Num sistema de votação, o maior risco de fraudes não vem dos "hackers"
e vigaristas habituais, mas sim de partidos e outros grupos
organizados e poderosos, com recursos abundantes, amplo apoio político
e social, e contatos e simpatizantes em todos os setores do governo
--- possivelmente também na polícia, na ABIN, e na Justiça Eleitoral.
Grupos que, por exemplo, conseguem obter dezenas de exemplares da urna
eletrônica (legítimos ou imitações, pouco importa), sem que ninguém
consiga explicar onde ou como; ou que podem exigir que um funcionário
sênior quebre o sigilo de uma votação secreta do Senado, sem temor de
que este venha a revelar o fato à justiça.

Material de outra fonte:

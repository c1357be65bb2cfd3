use serde::{Deserialize, Serialize};
use std::fmt;
use time::OffsetDateTime;
use uuid::Uuid;

/// Which physical camera to request from the device.
#[derive(Clone, Copy, Debug, Default, Eq, PartialEq, Hash, Serialize, Deserialize)]
#[serde(rename_all = "lowercase")]
pub enum FacingMode {
    /// User-facing camera.
    #[default]
    Front,
    /// Environment-facing camera.
    Rear,
}

impl FacingMode {
    pub fn toggled(self) -> Self {
        match self {
            FacingMode::Front => FacingMode::Rear,
            FacingMode::Rear => FacingMode::Front,
        }
    }

    /// Directory / device name suffix used by file-backed backends.
    pub fn as_str(self) -> &'static str {
        match self {
            FacingMode::Front => "front",
            FacingMode::Rear => "rear",
        }
    }
}

impl fmt::Display for FacingMode {
    fn fmt(&self, f: &mut fmt::Formatter<'_>) -> fmt::Result {
        f.write_str(self.as_str())
    }
}

#[derive(Clone, Copy, Debug, Eq, PartialEq)]
pub enum PixelFormat {
    Rgb8,
    Rgba8,
    Bgr8,
    Gray8,
}

impl PixelFormat {
    pub fn channels(self) -> usize {
        match self {
            PixelFormat::Rgb8 | PixelFormat::Bgr8 => 3,
            PixelFormat::Rgba8 => 4,
            PixelFormat::Gray8 => 1,
        }
    }
}

#[derive(Clone, Debug)]
pub struct Frame {
    pub width: u32,
    pub height: u32,
    pub pixel_format: PixelFormat,
    pub data: Vec<u8>,
    pub ts: Option<OffsetDateTime>,
}

impl Frame {
    /// Byte length implied by the dimensions and pixel format.
    pub fn expected_len(&self) -> usize {
        self.width as usize * self.height as usize * self.pixel_format.channels()
    }
}

/// Identity of one acquired device handle.
#[derive(Clone, Copy, Debug, Eq, PartialEq, Hash)]
pub struct StreamId(Uuid);

impl StreamId {
    pub fn new() -> Self {
        Self(Uuid::new_v4())
    }
}

impl Default for StreamId {
    fn default() -> Self {
        Self::new()
    }
}

impl fmt::Display for StreamId {
    fn fmt(&self, f: &mut fmt::Formatter<'_>) -> fmt::Result {
        write!(f, "{}", self.0)
    }
}
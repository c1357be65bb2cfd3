use thiserror::Error;

pub type Result<T, E = ShapeError> = core::result::Result<T, E>;

#[derive(Debug, Error, PartialEq, Eq)]
pub enum ShapeError {
    #[error("frame has zero spatial size ({width}x{height})")]
    ZeroDimension { width: u32, height: u32 },
    #[error("frame buffer holds {actual} bytes, expected {expected}")]
    BufferSize { expected: usize, actual: usize },
    #[error("tensor shape {shape:?} does not hold {len} values")]
    TensorSize { shape: [usize; 4], len: usize },
}
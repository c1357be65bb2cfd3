use std::fmt;

#[derive(Clone, Copy, Debug, Eq, PartialEq)]
pub enum LoopState {
    /// Waiting for the camera's first decodable frame.
    AwaitingFirstFrame,
    Idle,
    /// One inference in flight.
    Predicting,
    /// A tick found the model unavailable under `NotReadyPolicy::Stall`.
    Stalled,
    Stopped,
}

impl fmt::Display for LoopState {
    fn fmt(&self, f: &mut fmt::Formatter<'_>) -> fmt::Result {
        let s = match self {
            LoopState::AwaitingFirstFrame => "awaiting-first-frame",
            LoopState::Idle => "idle",
            LoopState::Predicting => "predicting",
            LoopState::Stalled => "stalled",
            LoopState::Stopped => "stopped",
        };
        f.write_str(s)
    }
}

#[derive(Clone, Copy, Debug, Default, Eq, PartialEq)]
pub struct LoopStats {
    /// Cycles that captured a frame and ran (or tried to run) the model.
    pub cycles: u64,
    pub published: u64,
    pub skipped_not_ready: u64,
    pub skipped_no_frame: u64,
    /// Ticks skipped while a timed-out inference was still running.
    pub skipped_busy: u64,
    pub failed: u64,
    pub timeouts: u64,
}
//! Mock classifier for development and testing

use crate::{
    Classifier, ClassifierMetadata, LabelSet, ModelDescriptor, PredictError, PredictionResult,
    FLOWER_INPUT_SHAPE,
};
use async_trait::async_trait;
use frame_preprocess::Tensor;
use rand::Rng;
use std::sync::atomic::{AtomicUsize, Ordering};
use std::time::Duration;

#[derive(Debug, Clone)]
enum Output {
    Fixed(Vec<f32>),
    Random,
    Fail(String),
}

/// Classifier that returns canned or random scores and counts its calls.
pub struct MockClassifier {
    name: String,
    labels: LabelSet,
    output: Output,
    latency: Option<Duration>,
    predictions: AtomicUsize,
}

impl MockClassifier {
    fn with_output(output: Output) -> Self {
        Self {
            name: "Mock flower classifier".to_string(),
            labels: LabelSet::flowers(),
            output,
            latency: None,
            predictions: AtomicUsize::new(0),
        }
    }

    /// Always returns `scores`.
    pub fn fixed(scores: Vec<f32>) -> Self {
        Self::with_output(Output::Fixed(scores))
    }

    /// Returns a fresh random distribution on every call.
    pub fn random() -> Self {
        Self::with_output(Output::Random)
    }

    /// Every prediction fails with `reason`.
    pub fn failing(reason: impl Into<String>) -> Self {
        Self::with_output(Output::Fail(reason.into()))
    }

    pub fn from_descriptor(desc: &ModelDescriptor) -> Self {
        let mut mock = match &desc.scores {
            Some(scores) => Self::fixed(scores.clone()),
            None => Self::random(),
        };
        mock.name = desc.name.clone();
        mock.labels = desc.labels.clone();
        mock
    }

    /// Simulated inference time.
    pub fn with_latency(mut self, latency: Duration) -> Self {
        self.latency = Some(latency);
        self
    }

    /// Number of `predict` calls so far.
    pub fn prediction_count(&self) -> usize {
        self.predictions.load(Ordering::SeqCst)
    }
}

fn random_scores(n: usize) -> Vec<f32> {
    let mut rng = rand::thread_rng();
    let logits: Vec<f32> = (0..n).map(|_| rng.gen_range(-2.0..2.0)).collect();
    let exp: Vec<f32> = logits.iter().map(|l| l.exp()).collect();
    let sum: f32 = exp.iter().sum();
    exp.into_iter().map(|e| e / sum).collect()
}

#[async_trait]
impl Classifier for MockClassifier {
    async fn predict(&self, input: &Tensor) -> Result<PredictionResult, PredictError> {
        self.predictions.fetch_add(1, Ordering::SeqCst);
        self.metadata().check_input(input)?;

        if let Some(latency) = self.latency {
            tokio::time::sleep(latency).await;
        }

        match &self.output {
            Output::Fixed(scores) => Ok(PredictionResult::new(scores.clone())),
            Output::Random => Ok(PredictionResult::new(random_scores(self.labels.len()))),
            Output::Fail(reason) => Err(PredictError::Backend(reason.clone())),
        }
    }

    fn metadata(&self) -> ClassifierMetadata {
        ClassifierMetadata {
            name: self.name.clone(),
            model_type: "mock".to_string(),
            input_shape: FLOWER_INPUT_SHAPE,
            labels: self.labels.clone(),
        }
    }
}
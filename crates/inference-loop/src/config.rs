use serde::{Deserialize, Serialize};
use std::time::Duration;

/// Behaviour of a tick that finds the model still loading (or failed).
#[derive(Clone, Copy, Debug, Default, Eq, PartialEq, Serialize, Deserialize)]
#[serde(rename_all = "lowercase")]
pub enum NotReadyPolicy {
    /// Stop rescheduling until a newly acquired stream delivers its first frame.
    #[default]
    Stall,
    /// Skip the tick and try again on the next one.
    Poll,
}

#[derive(Clone, Debug, PartialEq, Serialize, Deserialize)]
#[serde(default)]
pub struct LoopConfig {
    /// Delay between a publish and the next cycle (one animation frame by default).
    pub frame_interval_ms: u64,
    pub not_ready: NotReadyPolicy,
    /// Upper bound on one inference; `None` or `0` waits forever.
    pub inference_timeout_ms: Option<u64>,
    /// Polling period while waiting for camera data.
    pub first_frame_poll_ms: u64,
}

impl Default for LoopConfig {
    fn default() -> Self {
        Self {
            frame_interval_ms: 16,
            not_ready: NotReadyPolicy::Stall,
            inference_timeout_ms: Some(5_000),
            first_frame_poll_ms: 10,
        }
    }
}

impl LoopConfig {
    pub fn frame_interval(&self) -> Duration {
        Duration::from_millis(self.frame_interval_ms)
    }

    pub fn inference_timeout(&self) -> Option<Duration> {
        self.inference_timeout_ms
            .filter(|ms| *ms > 0)
            .map(Duration::from_millis)
    }

    pub fn first_frame_poll(&self) -> Duration {
        Duration::from_millis(self.first_frame_poll_ms.max(1))
    }
}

Portanto, uma avaliação séria da segurança da urna eletrônica deve
obrigatoriamente considerar ataques bem planejados, por pessoas que
têm conhecimento detalhado do software e hardware da mesma, e estão
determinados a quebrar *esse* sistema, a qualquer custo. Deve-se supor
que, se o sistema tem algum ponto fraco, é justamente nele que se
concentrarão os ataques. A presunção de inocência e integridade deve
valer para o indivíduo, sem dúvida; mas, ao nível de organização,
deve-se aceitar como fato dado que uns poucos funcionários em posição
estratégica podem ser intimidados ou subornados. Deve-se supor que
materiais críticos podem ser falsificados, chaves e lacres podem ser
duplicados, telefones podem ser grampeados, e assim por diante.
Deve-se supor também que os atacantes terão oportunidade de testar
previamente o ataque, numa urna eletrônica legítima ou clonada. Um
sistema eleitoral que não pode resistir a ataques desse nível não pode
ser, de modo algum, considerado "seguro".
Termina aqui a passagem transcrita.